Beale was born in London. Her father was the surgeon Lionel John Beale and her mother was Frances Smith. Her brother, Lionel Smith Beale, was a surgeon and her sister, Ellen Brooker Beale, was also an artist and the two sisters would often work together.

Both Sophia and Ellen Beale attended Queen's College, London and took lessons at a private art school run by the artist Matthew Leigh. They spent considerable periods in the National Gallery and the British Museum copying Old Masters and antiquities. From 1860 to 1867 the two sisters had a studio in Covent Garden on Long Acre.

In 1869, and again in 1872, Beale travelled to Paris where she studied at Charles Joshua Chaplin's studio and also worked as a supervisor at another studio. When she returned to London, Beale used the money she had earned to open an art school on Albany Street near Regent's Park. The techniques she had learned in Paris were in considerable demand at the time.

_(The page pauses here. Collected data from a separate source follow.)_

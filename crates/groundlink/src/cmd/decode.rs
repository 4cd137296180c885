use std::io::Read;

use groundlink_frame::{decode_packet, FrameScanner, Packet};

use crate::cmd::DecodeArgs;
use crate::exit::{frame_error, io_error, CliError, CliResult, DATA_INVALID, SUCCESS};
use crate::output::{print_packet, OutputFormat};

pub fn run(args: DecodeArgs, format: OutputFormat) -> CliResult<i32> {
    let input = if args.frame == "-" {
        let mut buf = Vec::new();
        std::io::stdin()
            .read_to_end(&mut buf)
            .map_err(|err| io_error("failed reading stdin", err))?;
        buf
    } else {
        args.frame.into_bytes()
    };

    for (frame, packet) in decode_all(&input)? {
        print_packet(&packet, &frame, format);
    }
    Ok(SUCCESS)
}

/// Every frame in `input`, in order. Bytes outside frames are ignored.
fn decode_all(input: &[u8]) -> CliResult<Vec<(Vec<u8>, Packet)>> {
    let mut scanner = FrameScanner::with_capacity(input.len());
    scanner
        .push(input)
        .map_err(|err| frame_error("scan failed", err))?;

    let mut decoded = Vec::new();
    while let Some(frame) = scanner.next_frame() {
        let packet = decode_packet(&frame).map_err(|err| {
            frame_error(
                &format!("frame {} ({})", decoded.len() + 1, String::from_utf8_lossy(&frame)),
                err,
            )
        })?;
        decoded.push((frame.to_vec(), packet));
    }

    if decoded.is_empty() {
        return Err(CliError::new(DATA_INVALID, "no frame found in input"));
    }
    Ok(decoded)
}
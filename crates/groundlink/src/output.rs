use std::fmt::Write as _;
use std::io::{IsTerminal, Write};
use std::time::{SystemTime, UNIX_EPOCH};

use clap::ValueEnum;
use comfy_table::{presets::UTF8_FULL, ContentArrangement, Table};
use groundlink_frame::Packet;
use groundlink_mux::StatsSnapshot;
use serde::Serialize;

use crate::attitude::Attitude;

#[derive(Clone, Debug, Copy, PartialEq, Eq, ValueEnum)]
pub enum OutputFormat {
    Json,
    Table,
    Pretty,
    Raw,
}

impl OutputFormat {
    pub fn default_for_stdout() -> Self {
        if std::io::stdout().is_terminal() {
            Self::Table
        } else {
            Self::Json
        }
    }
}

#[derive(Debug, Serialize)]
struct PacketOutput {
    event: &'static str,
    kind: &'static str,
    tag: String,
    wire_size: usize,
    #[serde(skip_serializing_if = "Option::is_none")]
    values: Option<Vec<i16>>,
    #[serde(skip_serializing_if = "Option::is_none")]
    payload: Option<String>,
    timestamp: String,
}

impl PacketOutput {
    fn new(packet: &Packet) -> Self {
        let (values, payload) = match packet {
            Packet::AnalogData(data) => (Some(data.values().to_vec()), None),
            Packet::Raw { payload, .. } => (None, Some(hex(payload))),
        };
        Self {
            event: "packet",
            kind: packet.kind().name(),
            tag: char::from(packet.kind().tag()).to_string(),
            wire_size: packet.wire_size(),
            values,
            payload,
            timestamp: now_unix_seconds(),
        }
    }

    fn contents(&self) -> String {
        match (&self.values, &self.payload) {
            (Some(values), _) => format!("{values:?}"),
            (None, Some(payload)) if !payload.is_empty() => payload.clone(),
            _ => "-".to_string(),
        }
    }
}

/// Print one decoded packet. `frame` is its wire form, used by `raw`.
pub fn print_packet(packet: &Packet, frame: &[u8], format: OutputFormat) {
    let out = PacketOutput::new(packet);
    match format {
        OutputFormat::Json => print_json(&out),
        OutputFormat::Table => {
            let mut table = Table::new();
            table
                .load_preset(UTF8_FULL)
                .set_content_arrangement(ContentArrangement::Dynamic)
                .set_header(vec!["TYPE", "TAG", "SIZE", "CONTENTS"])
                .add_row(vec![
                    out.kind.to_string(),
                    out.tag.clone(),
                    out.wire_size.to_string(),
                    out.contents(),
                ]);
            println!("{table}");
        }
        OutputFormat::Pretty => println!("{}", pretty_packet(&out)),
        OutputFormat::Raw => {
            print_raw(frame);
            println!();
        }
    }
}

fn pretty_packet(out: &PacketOutput) -> String {
    format!(
        "type={} ({}) size={} contents={}",
        out.kind,
        out.tag,
        out.wire_size,
        out.contents()
    )
}

#[derive(Debug, Serialize)]
struct AttitudeOutput<'a> {
    event: &'static str,
    #[serde(flatten)]
    attitude: &'a Attitude,
    timestamp: String,
}

pub fn print_attitude(attitude: &Attitude, format: OutputFormat) {
    match format {
        OutputFormat::Json => print_json(&AttitudeOutput {
            event: "attitude",
            attitude,
            timestamp: now_unix_seconds(),
        }),
        OutputFormat::Table | OutputFormat::Pretty | OutputFormat::Raw => {
            println!("{}", pretty_attitude(attitude));
        }
    }
}

fn pretty_attitude(attitude: &Attitude) -> String {
    let [x, y, z] = attitude.acc_g;
    let mut line = format!(
        "attitude roll={:.1} pitch={:.1} acc=({x:.3}, {y:.3}, {z:.3})g",
        attitude.roll_deg, attitude.pitch_deg
    );
    if let Some([gx, gy, gz]) = attitude.gyro_dps {
        let _ = write!(line, " gyro=({gx:.1}, {gy:.1}, {gz:.1})dps");
    }
    line
}

#[derive(Debug, Serialize)]
struct StatsOutput<'a> {
    event: &'static str,
    #[serde(flatten)]
    stats: &'a StatsSnapshot,
    frames_rejected: u64,
}

pub fn print_stats(stats: &StatsSnapshot, format: OutputFormat) {
    match format {
        OutputFormat::Json => print_json(&StatsOutput {
            event: "stats",
            stats,
            frames_rejected: stats.frames_rejected(),
        }),
        OutputFormat::Table => {
            let mut table = Table::new();
            table
                .load_preset(UTF8_FULL)
                .set_content_arrangement(ContentArrangement::Dynamic)
                .set_header(vec!["COUNTER", "VALUE"]);
            for (name, value) in stats_rows(stats) {
                table.add_row(vec![name.to_string(), value.to_string()]);
            }
            println!("{table}");
        }
        OutputFormat::Pretty | OutputFormat::Raw => {
            let line = stats_rows(stats)
                .iter()
                .map(|(name, value)| format!("{name}={value}"))
                .collect::<Vec<_>>()
                .join(" ");
            println!("stats {line}");
        }
    }
}

fn stats_rows(stats: &StatsSnapshot) -> [(&'static str, u64); 8] {
    [
        ("bytes_ingested", stats.bytes_ingested),
        ("frames_decoded", stats.frames_decoded),
        ("frames_rejected", stats.frames_rejected()),
        ("packets_dispatched", stats.packets_dispatched),
        ("inbound_dropped", stats.inbound_dropped),
        ("outbound_dropped", stats.outbound_dropped),
        ("accumulation_overflows", stats.accumulation_overflows),
        ("packets_sent", stats.packets_sent),
    ]
}

pub fn print_raw(data: &[u8]) {
    let mut out = std::io::stdout();
    let _ = out.write_all(data);
    let _ = out.flush();
}

pub fn print_json<T: Serialize>(value: &T) {
    println!(
        "{}",
        serde_json::to_string(value).unwrap_or_else(|_| "{}".to_string())
    );
}

pub fn hex(bytes: &[u8]) -> String {
    bytes.iter().fold(String::with_capacity(bytes.len() * 2), |mut out, b| {
        let _ = write!(out, "{b:02x}");
        out
    })
}

fn now_unix_seconds() -> String {
    SystemTime::now()
        .duration_since(UNIX_EPOCH)
        .map(|d| d.as_secs().to_string())
        .unwrap_or_else(|_| "0".to_string())
}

In 1889 she was among the 2,000 signatories to a declaration supporting women's suffrage and she also advocated for the Royal Academy and the universities to allow greater access to women.

Although during her career the major exhibition space open to Beale was the Sussex Street gallery of the Society of British Artists where she showed some thirty works, she also had eight works accepted by the Royal Academy between 1863 and 1887. Between 1868 and 1882 she exhibited at the Royal Hibernian Academy and with the Society of Women Artists from 1860 to 1881. In 1908 Beale published her autobiography, Recollections of a Spinster Aunt.

==Published works==
Published works by Beale include,
- The Louvre, a complete and concise handbook to all the collections of the museum, being an abridgement of the French official catalogues, 1883.
- The Amateur's Guide to Architecture, 1887.
- The Churches of Paris from Clovis to Charles X, 1893.
- Recollections of a Spinster Aunt, 1908.